La question se pose en particulier sous l'angle de l'infraction de gestion déloyale (article 158 du Code pénal), vu que le gestionnaire de fortune (respectivement la banque qui agit dans le cadre d'un mandat de gestion confié par un client) consti-tue un exemple type de «gérant» au sens de cette disposition.

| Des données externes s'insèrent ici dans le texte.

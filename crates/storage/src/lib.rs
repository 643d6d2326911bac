//! Storage layer for the style engine
//!
//! This crate provides the sled-backed key-value store and the preference
//! persistence surface the theme layer writes the selected mode through.

#![warn(missing_docs)]
#![warn(clippy::all)]

pub mod kv;
pub mod preferences;

pub use kv::{KvConfig, KvError, KvStore, Result};
pub use preferences::{MemoryStore, PreferenceStore, UnavailableStore};
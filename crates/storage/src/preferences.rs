//! Preference persistence surface
//!
//! The theme layer persists small string values (the selected theme mode)
//! through [`PreferenceStore`]. Failures are reported, never panicked on;
//! callers decide whether to fall back.

use parking_lot::RwLock;
use std::collections::HashMap;

use crate::kv::{KvError, KvStore, Result};

/// Host key-value storage for preferences
pub trait PreferenceStore: Send + Sync {
    /// Read a stored value
    fn load(&self, key: &str) -> Result<Option<String>>;

    /// Write a value
    fn save(&self, key: &str, value: &str) -> Result<()>;
}

impl PreferenceStore for KvStore {
    fn load(&self, key: &str) -> Result<Option<String>> {
        self.get(key)
    }

    fn save(&self, key: &str, value: &str) -> Result<()> {
        self.set(key, &value)
    }
}

/// Process-local store
#[derive(Debug, Default)]
pub struct MemoryStore {
    values: RwLock<HashMap<String, String>>,
}

impl MemoryStore {
    /// Create an empty store
    pub fn new() -> Self {
        Self::default()
    }

    /// Number of stored values
    pub fn len(&self) -> usize {
        self.values.read().len()
    }

    /// Check if the store is empty
    pub fn is_empty(&self) -> bool {
        self.values.read().is_empty()
    }
}

impl PreferenceStore for MemoryStore {
    fn load(&self, key: &str) -> Result<Option<String>> {
        Ok(self.values.read().get(key).cloned())
    }

    fn save(&self, key: &str, value: &str) -> Result<()> {
        if key.is_empty() {
            return Err(KvError::InvalidKey(String::new()));
        }
        self.values.write().insert(key.to_string(), value.to_string());
        Ok(())
    }
}

/// A store that rejects every operation
///
/// Stands in for hosts where storage is denied (private browsing, sandboxed
/// shells).
#[derive(Debug, Default, Clone, Copy)]
pub struct UnavailableStore;

impl PreferenceStore for UnavailableStore {
    fn load(&self, _key: &str) -> Result<Option<String>> {
        Err(KvError::Unavailable("no host storage".to_string()))
    }

    fn save(&self, _key: &str, _value: &str) -> Result<()> {
        Err(KvError::Unavailable("no host storage".to_string()))
    }
}
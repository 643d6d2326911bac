//! Key-value store for theme and display preferences
//!
//! This module provides a small, type-safe key-value store using sled. Values
//! are stored as JSON under flat string keys (`unistyle:themeMode`).

use serde::{de::DeserializeOwned, Serialize};
use sled::Db;
use std::sync::Arc;
use thiserror::Error;

/// Key-value store error types
#[derive(Debug, Error)]
pub enum KvError {
    /// Sled database error
    #[error("Database error: {0}")]
    Database(#[from] sled::Error),

    /// Serialization error
    #[error("Serialization error: {0}")]
    Serialization(#[from] serde_json::Error),

    /// Invalid key
    #[error("Invalid key: {0}")]
    InvalidKey(String),

    /// Store unavailable (host storage denied or not present)
    #[error("Storage unavailable: {0}")]
    Unavailable(String),
}

/// Result type for key-value operations
pub type Result<T> = std::result::Result<T, KvError>;

/// Key-value store configuration
#[derive(Debug, Clone)]
pub struct KvConfig {
    /// Database path
    pub path: String,
    /// Cache capacity in bytes
    pub cache_capacity: u64,
    /// Enable compression
    pub use_compression: bool,
    /// Flush interval in milliseconds (None for flush on every write)
    pub flush_every_ms: Option<u64>,
}

impl Default for KvConfig {
    fn default() -> Self {
        Self {
            path: "unistyle_prefs.db".to_string(),
            cache_capacity: 1024 * 1024, // 1MB
            use_compression: false,
            flush_every_ms: Some(500),
        }
    }
}

impl KvConfig {
    /// Create a new configuration with a custom path
    pub fn new(path: impl Into<String>) -> Self {
        Self { path: path.into(), ..Default::default() }
    }

    /// Set cache capacity in bytes
    pub fn cache_capacity(mut self, bytes: u64) -> Self {
        self.cache_capacity = bytes;
        self
    }

    /// Enable or disable compression
    pub fn use_compression(mut self, enabled: bool) -> Self {
        self.use_compression = enabled;
        self
    }

    /// Set flush interval in milliseconds
    pub fn flush_every_ms(mut self, ms: Option<u64>) -> Self {
        self.flush_every_ms = ms;
        self
    }
}

/// Key-value store implementation
pub struct KvStore {
    db: Arc<Db>,
    flush_on_write: bool,
}

impl std::fmt::Debug for KvStore {
    fn fmt(&self, f: &mut std::fmt::Formatter<'_>) -> std::fmt::Result {
        f.debug_struct("KvStore").field("len", &self.db.len()).finish()
    }
}

impl KvStore {
    /// Create a new key-value store with configuration
    pub fn new(config: KvConfig) -> Result<Self> {
        let db_config = sled::Config::new()
            .path(&config.path)
            .cache_capacity(config.cache_capacity)
            .use_compression(config.use_compression)
            .flush_every_ms(config.flush_every_ms);

        let db = db_config.open()?;
        tracing::debug!(path = %config.path, keys = db.len(), "Opened preference store");

        Ok(Self { db: Arc::new(db), flush_on_write: config.flush_every_ms.is_none() })
    }

    /// Create an in-memory key-value store (for testing)
    pub fn in_memory() -> Result<Self> {
        let db = sled::Config::new().temporary(true).open()?;

        Ok(Self { db: Arc::new(db), flush_on_write: false })
    }

    /// Get a value by key
    pub fn get<T>(&self, key: &str) -> Result<Option<T>>
    where
        T: DeserializeOwned,
    {
        match self.db.get(key.as_bytes())? {
            Some(bytes) => {
                let value: T = serde_json::from_slice(&bytes)?;
                Ok(Some(value))
            }
            None => Ok(None),
        }
    }

    /// Set a value by key
    pub fn set<T>(&self, key: &str, value: &T) -> Result<()>
    where
        T: Serialize,
    {
        if key.is_empty() {
            return Err(KvError::InvalidKey(String::new()));
        }
        let bytes = serde_json::to_vec(value)?;
        self.db.insert(key.as_bytes(), bytes)?;
        if self.flush_on_write {
            self.db.flush()?;
        }
        Ok(())
    }

    /// Get the number of keys in the store
    pub fn len(&self) -> usize {
        self.db.len()
    }

    /// Check if the store is empty
    pub fn is_empty(&self) -> bool {
        self.db.is_empty()
    }
}
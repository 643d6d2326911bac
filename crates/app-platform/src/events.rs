//! Interaction event handling
//!
//! Hosts report raw events; [`InteractionTracker`] folds them into the single
//! [`InteractionState`] the style layer understands. Precedence when several
//! conditions hold: disabled, pressed, focused, hovered, idle.

use serde::{Deserialize, Serialize};
use style_core::InteractionState;

/// Raw interaction event from the host
#[derive(Debug, Clone, Copy, PartialEq, Eq, Hash, Serialize, Deserialize)]
#[serde(rename_all = "camelCase")]
pub enum InteractionEvent {
    /// Pointer entered the element
    PointerEnter,
    /// Pointer left the element
    PointerLeave,
    /// Press started
    PressIn,
    /// Press ended or was cancelled
    PressOut,
    /// Element gained focus
    Focus,
    /// Element lost focus
    Blur,
    /// Element became disabled
    Disable,
    /// Element became enabled
    Enable,
}

/// Per-element interaction state machine
#[derive(Debug, Clone, Copy, Default, PartialEq, Eq)]
pub struct InteractionTracker {
    hovered: bool,
    pressed: bool,
    focused: bool,
    disabled: bool,
}

impl InteractionTracker {
    /// Tracker in the idle state
    pub fn new() -> Self {
        Self::default()
    }

    /// Tracker for an element that starts disabled
    pub fn disabled() -> Self {
        Self { disabled: true, ..Self::default() }
    }

    /// Next tracker after `event`
    ///
    /// Presses and focus are ignored while disabled; disabling clears them.
    pub fn apply(self, event: InteractionEvent) -> Self {
        let mut next = self;
        match event {
            InteractionEvent::PointerEnter => next.hovered = true,
            InteractionEvent::PointerLeave => {
                next.hovered = false;
                next.pressed = false;
            }
            InteractionEvent::PressIn if !self.disabled => next.pressed = true,
            InteractionEvent::PressOut => next.pressed = false,
            InteractionEvent::Focus if !self.disabled => next.focused = true,
            InteractionEvent::Blur => next.focused = false,
            InteractionEvent::Disable => {
                next.disabled = true;
                next.pressed = false;
                next.focused = false;
            }
            InteractionEvent::Enable => next.disabled = false,
            InteractionEvent::PressIn | InteractionEvent::Focus => {}
        }
        next
    }

    /// Apply an event in place and return the resulting state
    pub fn handle(&mut self, event: InteractionEvent) -> InteractionState {
        *self = self.apply(event);
        self.state()
    }

    /// Current state
    pub fn state(&self) -> InteractionState {
        if self.disabled {
            InteractionState::Disabled
        } else if self.pressed {
            InteractionState::Pressed
        } else if self.focused {
            InteractionState::Focused
        } else if self.hovered {
            InteractionState::Hover
        } else {
            InteractionState::Idle
        }
    }
}
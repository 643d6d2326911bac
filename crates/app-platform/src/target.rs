//! Render target detection
//!
//! The target is decided once per process. Everything downstream receives it
//! explicitly, so tests can build adapters for either target side by side.

use serde::{Deserialize, Serialize};
use std::fmt;
use std::str::FromStr;
use std::sync::OnceLock;

use crate::error::PlatformError;

/// Environment variable overriding target detection on non-wasm hosts
pub const TARGET_ENV_VAR: &str = "UNISTYLE_TARGET";

/// Host environment the adapter emits for
#[derive(Debug, Clone, Copy, PartialEq, Eq, Hash, Serialize, Deserialize)]
#[serde(rename_all = "lowercase")]
pub enum RenderTarget {
    /// Browser DOM
    Web,
    /// Native widget tree
    Native,
}

impl RenderTarget {
    /// Detect the target from the host environment
    ///
    /// wasm32 builds are always web. Elsewhere [`TARGET_ENV_VAR`] may name a
    /// target; anything missing or unparseable means native.
    pub fn detect() -> Self {
        if cfg!(target_arch = "wasm32") {
            return RenderTarget::Web;
        }
        match std::env::var(TARGET_ENV_VAR) {
            Ok(value) => value.parse().unwrap_or_else(|e| {
                tracing::warn!("{}, falling back to native", e);
                RenderTarget::Native
            }),
            Err(_) => RenderTarget::Native,
        }
    }

    /// Target detected on first call, fixed for the rest of the process
    pub fn current() -> Self {
        static CURRENT: OnceLock<RenderTarget> = OnceLock::new();
        *CURRENT.get_or_init(RenderTarget::detect)
    }

    /// Lowercase name
    pub fn as_str(&self) -> &'static str {
        match self {
            RenderTarget::Web => "web",
            RenderTarget::Native => "native",
        }
    }
}

impl fmt::Display for RenderTarget {
    fn fmt(&self, f: &mut fmt::Formatter<'_>) -> fmt::Result {
        f.write_str(self.as_str())
    }
}

impl FromStr for RenderTarget {
    type Err = PlatformError;

    fn from_str(s: &str) -> Result<Self, Self::Err> {
        match s.trim().to_ascii_lowercase().as_str() {
            "web" | "dom" => Ok(RenderTarget::Web),
            "native" => Ok(RenderTarget::Native),
            _ => Err(PlatformError::UnknownTarget(s.to_string())),
        }
    }
}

Un arrêt récent du TF (6B_845/2014) aborde la problématique, dont l'actualité et l'intérêt pratique pour la communauté financière sont indéniables. Les banques dépositaires devraient d'ailleurs aussi se sentir con-cernées par la discussion menée, puisqu'en versant des rétrocessions à un gérant externe, il n'est pas totalement exclu qu'elles puissent être, à certaines conditions, recherchées pénalement en tant que participant (instigateur, complice) à l'infraction commise par le gérant. Dans l'affaire portée devant les Juges de Mon-Repos et dont les médias romands se sont fait l'écho en avril dernier, un avocat et notaire a été reconnu coupable de gestion déloyale aggravée (art. 158 al. 1 ch. 3 CP) pour avoir, alors que la justice de paix venait de le désigner tuteur provisoire d'un riche industriel alémanique, délégué la gestion de la fortune mobilière de son pupille (quelque Frs. 30 millions) à une société financière, dont l'homme de loi était par ailleurs actionnaire et administrateur unique. Le mandat de gestion ainsi exercé au travers de cette société financière – ce dont ni la justice de paix, ni le pupille n'avaient connaissance – lui a permis d'encaisser, sur une période de quelques mois, des rétrocessions et autres commissions d'apporteur d'affaires, totalisant quelque Frs. 109'200, auprès de différentes banques (en sus des honoraires de gestion). A noter qu'aucune renonciation formelle à la restitution des commissions d'apporteur d'affaires et/ou rétrocessions n'avait été recueillie.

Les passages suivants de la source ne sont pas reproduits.